Nov. 27, 2001
BTI scientist hunts for medical benefits from fungus that killed American chestnut by turning pathogen to friend from foe
Once again Longfellow's village smithy could have a spreading chestnut tree under which to stand. And the bountiful tree's fungal foe could provide the village doctor with medicine for the sexton and the parson.
The American chestnut tree, once proud queen of Eastern and Midwestern forests, was decimated out by an Asian fungus accidentally imported a century ago. However, the tree could mount a comeback within the next decade due to the efforts of the American Chestnut Foundation and multiple research groups across the country.

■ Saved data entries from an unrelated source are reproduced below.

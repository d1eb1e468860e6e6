//! ホテル検索用HTTP APIサーバー
//!
//! 本バイナリは以下の機能を提供する:
//! - ホテル検索 (POST /hotels/search)
//! - ドキュメント変更通知の受信 (POST /changes)
//! - ヘルスチェック (GET /health)

use std::net::SocketAddr;
use std::sync::Arc;

use tokio::signal;

use hotel_sync_api::api::{create_router, AuthConfig, Backend};
use hotel_sync_api::application::{AssociationSynchronizer, ChangeDispatcher, FilterResolver};
use hotel_sync_api::infrastructure::{init_logging, SqliteRelationalStore, SyncConfig};

/// シャットダウンシグナルを待機する
///
/// SIGTERMまたはCtrl+C (SIGINT) を待機し、いずれかを受信したらリターンする。
/// axum::serve の with_graceful_shutdown() と組み合わせて使用することで、
/// 新規リクエストの受付停止と処理中リクエストの完了待機を実現する。
///
/// # Panics
/// シグナルハンドラーの登録に失敗した場合はパニックする。
async fn shutdown_signal() {
    // Ctrl+C (SIGINT) を待機
    let ctrl_c = async {
        signal::ctrl_c()
            .await
            .expect("Ctrl+C シグナルハンドラーの登録に失敗しました");
    };

    // SIGTERM を待機 (Unix系OSのみ)
    #[cfg(unix)]
    let terminate = async {
        signal::unix::signal(signal::unix::SignalKind::terminate())
            .expect("SIGTERM シグナルハンドラーの登録に失敗しました")
            .recv()
            .await;
    };

    // Windows等の非Unix環境ではSIGTERMは利用不可
    #[cfg(not(unix))]
    let terminate = std::future::pending::<()>();

    tokio::select! {
        _ = ctrl_c => {
            tracing::info!("Ctrl+C (SIGINT) を受信しました。graceful shutdownを開始します");
        }
        _ = terminate => {
            tracing::info!("SIGTERM を受信しました。graceful shutdownを開始します");
        }
    }
}

/// メイン関数
///
/// トレーシングを初期化し、HTTPサーバーを起動する。
/// サーバーはlocalhost:8080でリッスンし、リバースプロキシからの
/// リクエストを受け付ける。SIGTERMまたはCtrl+Cを受信すると
/// graceful shutdownを実行し、処理中のリクエスト完了を待ってから
/// SQLiteコネクションを正常にクローズする。
///
/// # 環境変数
/// - `API_TOKEN`: APIトークン（必須）
/// - `DB_PATH`: データベースファイルのパス（必須）
/// - `RUST_LOG`: ログレベル（デフォルト: info）
#[tokio::main]
async fn main() {
    // 構造化ログの初期化
    init_logging();

    tracing::info!("ホテル同期APIサーバーを起動します");

    // 環境変数から設定を読み込む（欠落時は起動失敗）
    let config = SyncConfig::from_env().expect("環境変数からの設定読み込みに失敗しました");
    let auth_config = AuthConfig::new(config.api_token());
    tracing::info!("データベースパス: {}", config.database_path());

    // SQLiteリレーショナルストアを初期化
    let store = Arc::new(
        SqliteRelationalStore::new(config.database_path())
            .await
            .expect("SQLiteストアの初期化に失敗しました"),
    );
    tracing::info!("SQLiteストアを初期化しました");

    let synchronizer = Arc::new(AssociationSynchronizer::new(store.clone()));
    let backend = Backend {
        resolver: Arc::new(FilterResolver::new(store.clone())),
        dispatcher: Arc::new(ChangeDispatcher::new(synchronizer)),
    };

    let app = create_router(auth_config, Some(backend));

    // localhost:8080でリッスン（リバースプロキシ用）
    let addr = SocketAddr::from(([127, 0, 0, 1], 8080));
    tracing::info!("リッスン開始: {}", addr);

    let listener = tokio::net::TcpListener::bind(addr)
        .await
        .expect("アドレスのバインドに失敗しました");

    // graceful shutdownを有効にしてサーバーを起動
    // shutdown_signal()がシグナルを受信すると:
    // 1. 新規コネクションの受付を停止
    // 2. 処理中のリクエストの完了を待機
    // 3. サーバーが終了し、SQLiteコネクション（Arc<SqliteRelationalStore>）が自動的にドロップされる
    axum::serve(listener, app)
        .with_graceful_shutdown(shutdown_signal())
        .await
        .expect("サーバーの起動に失敗しました");

    tracing::info!("サーバーが正常に停止しました");
}
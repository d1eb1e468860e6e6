//! サービスフィルターリゾルバー
//!
//! 要求されたサービス名のセットをすべて保有するホテルを返す。
//! 空の入力はストアに触れる前に検証エラーで弾く。

use std::sync::Arc;

use thiserror::Error;
use tracing::debug;

use crate::domain::{FilterValidationError, ServiceFilter};
use crate::infrastructure::{SqliteRelationalStore, StoreError};

/// フィルター解決エラー
#[derive(Debug, Error)]
pub enum FilterResolverError {
    /// 入力が不正（空の要求セット）
    #[error("検索条件が不正です: {0}")]
    InvalidInput(#[from] FilterValidationError),

    /// ストアエラー
    #[error("ストアエラー: {0}")]
    Store(#[from] StoreError),
}

/// サービスフィルターリゾルバー
///
/// 候補の取得はストアの結合クエリで行い、AND条件の最終判定
/// （要求セットのスーパーセット判定）はドメインロジックに委ねる。
pub struct FilterResolver {
    store: Arc<SqliteRelationalStore>,
}

impl FilterResolver {
    /// 新しいFilterResolverを作成
    pub fn new(store: Arc<SqliteRelationalStore>) -> Self {
        Self { store }
    }

    /// 要求された全サービスを保有するホテルの識別子一覧を返す
    ///
    /// 結果は重複なし。順序は保証しない（現実装は候補行の初出順）。
    pub async fn filter_hotels(&self, required: &[String]) -> Result<Vec<String>, FilterResolverError> {
        // 空の要求セットはストアに触れずに弾く
        ServiceFilter::validate(required)?;

        let rows = self.store.candidate_hotel_services(required).await?;
        let matched = ServiceFilter::matching_hotels(&rows, required);

        debug!(
            required_count = required.len(),
            candidate_rows = rows.len(),
            matched_count = matched.len(),
            "フィルター解決が完了"
        );

        Ok(matched)
    }
}
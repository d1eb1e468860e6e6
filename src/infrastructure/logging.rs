/// ログ基盤モジュール
///
/// 構造化ログ設定を提供する。
/// tracingクレートを使用し、JSON形式での出力をサポートする。
use std::sync::Once;

use tracing_subscriber::{layer::SubscriberExt, util::SubscriberInitExt, EnvFilter};

/// ログサブスクライバー初期化用の同期プリミティブ
static INIT: Once = Once::new();

/// ログサブスクライバーを初期化する
///
/// JSON形式での構造化ログ出力を設定し、環境変数`RUST_LOG`または
/// デフォルトのログレベル（info）でフィルタリングを行う。
///
/// この関数は複数回呼び出しても安全で、最初の呼び出しのみ初期化を実行する。
pub fn init_logging() {
    INIT.call_once(|| {
        // 環境変数からログレベルを取得、デフォルトはinfo
        let env_filter = EnvFilter::try_from_default_env().unwrap_or_else(|_| EnvFilter::new("info"));

        // JSON形式のログレイヤー（ログ収集システム向け）
        let json_layer = tracing_subscriber::fmt::layer()
            .json()
            .with_target(true)
            .with_file(true)
            .with_line_number(true)
            .flatten_event(true)
            .with_current_span(false);

        // サブスクライバーを構築して初期化
        tracing_subscriber::registry()
            .with(env_filter)
            .with(json_layer)
            .init();
    });
}

/// テスト用のログサブスクライバーを初期化する（人間が読みやすい形式）
///
/// # 注意
/// この関数はテスト専用であり、本番環境では`init_logging`を使用すること。
#[cfg(test)]
pub fn init_test_logging() {
    use std::sync::Once;
    static TEST_INIT: Once = Once::new();

    TEST_INIT.call_once(|| {
        let env_filter = EnvFilter::try_from_default_env().unwrap_or_else(|_| EnvFilter::new("debug"));

        let fmt_layer = tracing_subscriber::fmt::layer()
            .with_test_writer()
            .with_target(true)
            .compact();

        let _ = tracing_subscriber::registry()
            .with(env_filter)
            .with(fmt_layer)
            .try_init();
    });
}

#[cfg(test)]
mod tests {
    use super::*;

    /// ログ初期化が複数回呼び出しても安全であることを確認
    #[test]
    fn test_init_logging_idempotent() {
        // 複数回呼び出してもパニックしない
        init_test_logging();
        init_test_logging();
        init_test_logging();
    }

    /// コンテキスト情報付きログが出力できることを確認
    #[test]
    fn test_log_with_context() {
        init_test_logging();

        let hotel_id = "H-12345";

        // 構造化フィールド付きログ
        tracing::info!(hotel_id = hotel_id, "同期処理開始");
        tracing::debug!(hotel_id = hotel_id, service_count = 3usize, "関連付けを再構築");
    }
}
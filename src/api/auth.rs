//! 認証ミドルウェア
//!
//! APIトークンによる認証を提供する。
//! - Authorizationヘッダーからトークンを抽出
//! - 環境変数に設定されたトークンと照合
//! - /healthエンドポイントは認証をバイパス
//! - 不正なトークン時は401 Unauthorized（JSON形式）を返却

use crate::api::error::ApiError;
use axum::{
    body::Body,
    extract::State,
    http::Request,
    middleware::Next,
    response::{IntoResponse, Response},
};

/// 認証設定
///
/// APIトークンを保持する構造体。
/// axumのStateとして共有される。
#[derive(Clone)]
pub struct AuthConfig {
    /// APIトークン（環境変数から取得）
    pub api_token: String,
}

impl AuthConfig {
    /// 新しいAuthConfigを作成
    ///
    /// # Arguments
    /// * `api_token` - APIトークン
    pub fn new(api_token: impl Into<String>) -> Self {
        Self {
            api_token: api_token.into(),
        }
    }
}

/// 認証ミドルウェア
///
/// リクエストのAuthorizationヘッダーを検証する。
/// /healthエンドポイントは認証をバイパスする。
///
/// # Authorization Header Format
/// `Bearer <token>` または `<token>`
///
/// # Returns
/// - 認証成功時: 次のハンドラーにリクエストを渡す
/// - 認証失敗時: 401 Unauthorized（JSON形式）を返す
pub async fn auth_middleware(
    State(config): State<AuthConfig>,
    request: Request<Body>,
    next: Next,
) -> Response {
    // /healthエンドポイントは認証をバイパス
    if request.uri().path() == "/health" {
        return next.run(request).await;
    }

    // Authorizationヘッダーを取得
    let auth_header = request
        .headers()
        .get("Authorization")
        .and_then(|h| h.to_str().ok());

    // トークンを抽出
    let token = match auth_header {
        Some(header) => {
            // "Bearer <token>" または "<token>" 形式をサポート
            if let Some(token) = header.strip_prefix("Bearer ") {
                token.trim()
            } else {
                header.trim()
            }
        }
        None => {
            tracing::warn!(
                path = %request.uri().path(),
                "認証ヘッダーがありません"
            );
            return ApiError::unauthorized("Authorizationヘッダーが必要です").into_response();
        }
    };

    // トークンを検証
    if token == config.api_token {
        next.run(request).await
    } else {
        tracing::warn!(
            path = %request.uri().path(),
            "無効なAPIトークン"
        );
        ApiError::unauthorized("APIトークンが無効です").into_response()
    }
}
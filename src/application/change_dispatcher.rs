//! 変更ディスパッチャー
//!
//! ドキュメント変更通知を分類し、シンクロナイザーの再構築または
//! 削除経路に振り分ける。イベント経路のエラーは呼び出し元に
//! 伝播させず、すべてログに記録して握りつぶす（イベント源への
//! 再送は行われない）。

use std::sync::Arc;

use tracing::{error, info, warn};

use crate::application::synchronizer::AssociationSynchronizer;
use crate::domain::{ChangeKind, DocumentChange};

/// 変更ディスパッチャー
pub struct ChangeDispatcher {
    synchronizer: Arc<AssociationSynchronizer>,
}

impl ChangeDispatcher {
    /// 新しいChangeDispatcherを作成
    pub fn new(synchronizer: Arc<AssociationSynchronizer>) -> Self {
        Self { synchronizer }
    }

    /// 変更通知を処理する
    ///
    /// afterが存在しなければ削除、存在すれば全置換の再構築を行う。
    /// beforeは分類以外には使用しない（差分計算はしない）。
    pub async fn on_change(&self, change: &DocumentChange) {
        let hotel_id = change.hotel_id.as_str();

        let Some(kind) = change.kind() else {
            warn!(hotel_id = hotel_id, "before/afterともに存在しない変更通知をスキップ");
            return;
        };

        match kind {
            ChangeKind::Deleted => {
                info!(hotel_id = hotel_id, "ドキュメント削除を検出");
                if let Err(e) = self.synchronizer.remove(hotel_id).await {
                    error!(hotel_id = hotel_id, error = %e, "削除同期に失敗（イベントは破棄）");
                }
            }
            ChangeKind::Created | ChangeKind::Updated => {
                let service_names: &[String] = change
                    .after
                    .as_ref()
                    .map(|doc| doc.services.as_slice())
                    .unwrap_or(&[]);

                info!(
                    hotel_id = hotel_id,
                    service_count = service_names.len(),
                    "ドキュメント書き込みを検出"
                );

                match self.synchronizer.reconcile(hotel_id, service_names).await {
                    Ok(outcome) if outcome.failure_count > 0 => {
                        warn!(
                            hotel_id = hotel_id,
                            failure_count = outcome.failure_count,
                            "一部の関連付け同期に失敗（部分的な結果が残る）"
                        );
                    }
                    Ok(_) => {}
                    Err(e) => {
                        error!(hotel_id = hotel_id, error = %e, "再構築に失敗（イベントは破棄）");
                    }
                }
            }
        }
    }
}

#[cfg(test)]
mod tests {
    use super::*;
    use crate::domain::HotelDocument;
    use crate::infrastructure::SqliteRelationalStore;
    use tempfile::tempdir;

    /// テスト用のストアとディスパッチャーを作成
    async fn create_dispatcher() -> (
        tempfile::TempDir,
        Arc<SqliteRelationalStore>,
        ChangeDispatcher,
    ) {
        let dir = tempdir().unwrap();
        let db_path = dir.path().join("test.db");
        let store = Arc::new(
            SqliteRelationalStore::new(&db_path.to_string_lossy())
                .await
                .unwrap(),
        );
        let sync = Arc::new(AssociationSynchronizer::new(store.clone()));
        let dispatcher = ChangeDispatcher::new(sync);
        (dir, store, dispatcher)
    }

    fn doc(services: &[&str]) -> HotelDocument {
        HotelDocument {
            services: services.iter().map(|s| s.to_string()).collect(),
            extra: serde_json::Map::new(),
        }
    }

    fn hotel_exists(store: &SqliteRelationalStore, hotel_id: &str) -> bool {
        let conn = store.write_connection();
        let conn = conn.lock().unwrap();
        let count: i32 = conn
            .query_row(
                "SELECT COUNT(*) FROM hotels WHERE hotel_id = ?1",
                [hotel_id],
                |row| row.get(0),
            )
            .unwrap();
        count > 0
    }

    fn association_count(store: &SqliteRelationalStore, hotel_id: &str) -> i32 {
        let conn = store.write_connection();
        let conn = conn.lock().unwrap();
        conn.query_row(
            "SELECT COUNT(*) FROM hotels_services WHERE hotel_id = ?1",
            [hotel_id],
            |row| row.get(0),
        )
        .unwrap()
    }

    /// 新規作成通知でホテルと関連付けが作成されることを確認
    #[tokio::test]
    async fn test_created_change_builds_rows() {
        let (_dir, store, dispatcher) = create_dispatcher().await;

        let change = DocumentChange {
            hotel_id: "H1".to_string(),
            before: None,
            after: Some(doc(&["wifi", "pool"])),
        };
        dispatcher.on_change(&change).await;

        assert!(hotel_exists(&store, "H1"));
        assert_eq!(association_count(&store, "H1"), 2);
    }

    /// 更新通知で関連付けが全置換されることを確認
    #[tokio::test]
    async fn test_updated_change_replaces_associations() {
        let (_dir, store, dispatcher) = create_dispatcher().await;

        let created = DocumentChange {
            hotel_id: "H1".to_string(),
            before: None,
            after: Some(doc(&["wifi", "pool"])),
        };
        dispatcher.on_change(&created).await;

        let updated = DocumentChange {
            hotel_id: "H1".to_string(),
            before: Some(doc(&["wifi", "pool"])),
            after: Some(doc(&["spa"])),
        };
        dispatcher.on_change(&updated).await;

        assert_eq!(association_count(&store, "H1"), 1);
    }

    /// 削除通知でホテルと関連付けが消えることを確認
    #[tokio::test]
    async fn test_deleted_change_removes_rows() {
        let (_dir, store, dispatcher) = create_dispatcher().await;

        let created = DocumentChange {
            hotel_id: "H1".to_string(),
            before: None,
            after: Some(doc(&["wifi"])),
        };
        dispatcher.on_change(&created).await;

        let deleted = DocumentChange {
            hotel_id: "H1".to_string(),
            before: Some(doc(&["wifi"])),
            after: None,
        };
        dispatcher.on_change(&deleted).await;

        assert!(!hotel_exists(&store, "H1"));
        assert_eq!(association_count(&store, "H1"), 0);
    }

    /// before/afterともに存在しない通知が何も変更しないことを確認
    #[tokio::test]
    async fn test_empty_change_is_skipped() {
        let (_dir, store, dispatcher) = create_dispatcher().await;

        let change = DocumentChange {
            hotel_id: "H1".to_string(),
            before: None,
            after: None,
        };
        dispatcher.on_change(&change).await;

        assert!(!hotel_exists(&store, "H1"));
    }

    /// servicesフィールドのないafterが全関連付けのクリアになることを確認
    #[tokio::test]
    async fn test_after_without_services_clears_associations() {
        let (_dir, store, dispatcher) = create_dispatcher().await;

        let created = DocumentChange {
            hotel_id: "H1".to_string(),
            before: None,
            after: Some(doc(&["wifi"])),
        };
        dispatcher.on_change(&created).await;

        let cleared = DocumentChange {
            hotel_id: "H1".to_string(),
            before: Some(doc(&["wifi"])),
            after: Some(doc(&[])),
        };
        dispatcher.on_change(&cleared).await;

        assert!(hotel_exists(&store, "H1"));
        assert_eq!(association_count(&store, "H1"), 0);
    }
}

Plant pathologists at the Boyce Thompson Institute for Plant Research (BTI), located on the campus of Cornell University, are studying the genetic and chemical arsenal that Cryphonectria parasitica , the chestnut blight fungus, uses to cause disease in the tree, which today survives only a few years after being attacked. When the fungal contribution to the disease is understood, new tools could be made available to render chestnut trees immune to the pathogen.
Alice Churchill, a scientist in molecular mycology at BTI, is examining the role that fungal chemical pigments play in the battle between the fungus and its tree host. When the fungus grows, it produces pigments that are orange in color. When the fungus attacks a chestnut tree, orange cankers develop on the trunk and girdle and kill the tree.
Churchill, believing that the fungal pigments are important for the success of the pathogen, has been searching for genes that control pigment production. Once those genes are located, says Churchill, it will be possible to eliminate them and determine what role the pigments play in the tree disease. The American chestnut is an indigenous tree that once grew from Maine to Mississippi and across the Midwest. With its distinctive and wide-spreading branches and deep, broad-rounded crown, the tree could easily grow to 5 feet in diameter and 100 feet high. The American Chestnut Foundation says that the tallest chestnuts grew in the southern Appalachian Mountains.
After the fungus entered the United States, the symptoms of the blight were first spotted at the New York Zoological Gardens (now the New York Zoological Park, or Bronx Zoo) in 1904. Within two decades, the fungal pathogen had spread 1,000 miles.
Yet, ironically, the chestnut tree fungus could provide the basis for the development of future pharmaceuticals.
In the process of bringing back the chestnut, Churchill is examining how chemical compounds produced by both the C. parasitica fungus and native American and Asian medicinal herbs, such as aloe vera, buckthorn and rhubarb, are made. Isolating the biosynthetic genes for the therapeutic compounds from the fungus should be relatively straightforward compared to isolating comparable genes from plants, she says.
Churchill says the fungus makes biologically active chemicals that reportedly have antiviral, antimicrobial, immunosuppression and anticancer activities. Furthermore, some of the chemicals inhibit plant-seed and fungal-spore germination.
Using molecular genetics and analytical chemistry analyses, Churchill's laboratory is examining pigment production in many strains of the C. parasitica fungus. The BTI researchers are making progress towards isolating pigment genes, ultimately leading to a better understanding of the genetic "machinery" needed to synthesize such pigments. Understanding how nature makes these types of chemicals is a first step in learning how to create new compounds with novel biological uses, she says.
Says Churchill: "Although the fungus is a devastating plant pathogen, it should prove to be of significant value in understanding how medicinal pigments from fungi and plants are synthesized."